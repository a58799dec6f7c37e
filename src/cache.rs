//! In-memory response caching using moka
//!
//! GET responses are cached per `METHOD:path?query` for a fixed TTL. Successful
//! writes invalidate every cached entry under the same resource base path
//! (`/api/locations`, `/api/promos`, ...). The cache is owned by `AppState` and
//! handed to the middleware, so tests and alternative routers get their own.

use axum::{
    body::{Body, Bytes},
    extract::{Request, State},
    http::{header, Method, StatusCode, Uri},
    middleware::Next,
    response::{IntoResponse, Response},
};
use moka::future::Cache;
use serde::Serialize;
use std::sync::Arc;
use std::time::Duration;
use tracing::{debug, info, warn};

use crate::error::AppError;

/// Largest response body that will be buffered into the cache
const MAX_CACHED_BODY: usize = 2 * 1024 * 1024;

/// A cached JSON response body
#[derive(Debug, Clone)]
pub struct CachedResponse {
    pub body: Bytes,
}

/// Application response cache
#[derive(Clone)]
pub struct ResponseCache {
    /// Responses (`METHOD:path?query` -> body)
    responses: Cache<String, Arc<CachedResponse>>,
}

impl ResponseCache {
    /// Create a new cache instance with the given TTL
    pub fn new(ttl: Duration) -> Self {
        Self {
            // 1000 entries, TTL from config (60s by default)
            responses: Cache::builder()
                .max_capacity(1_000)
                .time_to_live(ttl)
                .support_invalidation_closures()
                .build(),
        }
    }

    /// Generate cache key for a request
    pub fn key(method: &Method, uri: &Uri) -> String {
        let target = uri
            .path_and_query()
            .map(|pq| pq.as_str())
            .unwrap_or_else(|| uri.path());
        format!("{}:{}", method, target)
    }

    pub async fn get(&self, key: &str) -> Option<Arc<CachedResponse>> {
        self.responses.get(key).await
    }

    pub async fn insert(&self, key: String, body: Bytes) {
        self.responses
            .insert(key, Arc::new(CachedResponse { body }))
            .await;
    }

    /// Invalidate every entry whose path is `base` or lies under it
    pub fn invalidate_prefix(&self, base: &str) {
        let base = base.to_string();
        let pred_base = base.clone();
        match self
            .responses
            .invalidate_entries_if(move |key, _| key_under_base(key, &pred_base))
        {
            Ok(_) => info!("Cache invalidated for {}", base),
            Err(e) => {
                warn!("Prefix invalidation failed for {}: {}; dropping all entries", base, e);
                self.responses.invalidate_all();
            }
        }
    }

    /// Invalidate all entries
    pub fn invalidate_all(&self) {
        self.responses.invalidate_all();
        info!("All caches invalidated");
    }

    /// Get cache statistics for monitoring
    pub fn stats(&self) -> CacheStats {
        CacheStats {
            responses_size: self.responses.entry_count(),
        }
    }
}

impl Default for ResponseCache {
    fn default() -> Self {
        Self::new(Duration::from_secs(60))
    }
}

/// Cache statistics for the health endpoint
#[derive(Debug, Clone, Serialize)]
pub struct CacheStats {
    pub responses_size: u64,
}

/// True when the path part of a `METHOD:path?query` key is `base` or one of
/// its sub-paths. Only the path is compared, never the query string.
fn key_under_base(key: &str, base: &str) -> bool {
    let Some((_, target)) = key.split_once(':') else {
        return false;
    };
    let path = target.split('?').next().unwrap_or(target);
    match path.strip_prefix(base) {
        Some(rest) => rest.is_empty() || rest.starts_with('/') || base.ends_with('/'),
        None => false,
    }
}

/// Resource base path used for invalidation: the first two path segments.
///
/// `/api/locations/5/areas/7` -> `/api/locations`
pub fn resource_base(path: &str) -> String {
    let segments: Vec<&str> = path.split('/').filter(|s| !s.is_empty()).take(2).collect();
    format!("/{}", segments.join("/"))
}

/// POST endpoints that compute a result without changing any resource
const QUERY_POSTS: &[&str] = &[
    "/api/locations/check-delivery",
    "/api/promos/validate",
    "/api/checkout/quote",
];

/// Axum middleware serving cached GET responses and invalidating on writes
pub async fn cache_responses(
    State(cache): State<ResponseCache>,
    request: Request,
    next: Next,
) -> Response {
    let method = request.method().clone();

    if method == Method::GET {
        let key = ResponseCache::key(&method, request.uri());
        if let Some(hit) = cache.get(&key).await {
            debug!("Cache HIT for {}", key);
            return (
                [(header::CONTENT_TYPE, "application/json")],
                hit.body.clone(),
            )
                .into_response();
        }
        debug!("Cache MISS for {}", key);

        let response = next.run(request).await;
        if response.status() != StatusCode::OK {
            return response;
        }

        let (parts, body) = response.into_parts();
        return match axum::body::to_bytes(body, MAX_CACHED_BODY).await {
            Ok(bytes) => {
                cache.insert(key, bytes.clone()).await;
                Response::from_parts(parts, Body::from(bytes))
            }
            Err(e) => AppError::Internal(format!("Failed to buffer response: {}", e)).into_response(),
        };
    }

    let is_write = matches!(
        method,
        Method::POST | Method::PUT | Method::PATCH | Method::DELETE
    ) && !QUERY_POSTS.contains(&request.uri().path());
    let base = resource_base(request.uri().path());
    let response = next.run(request).await;
    if is_write && response.status().is_success() {
        cache.invalidate_prefix(&base);
    }
    response
}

******

▶ [ABOUT THIS TASK] Find every line above that includes the word "Duration" and report only how many there are.

▶ [TASK OUTPUT] 3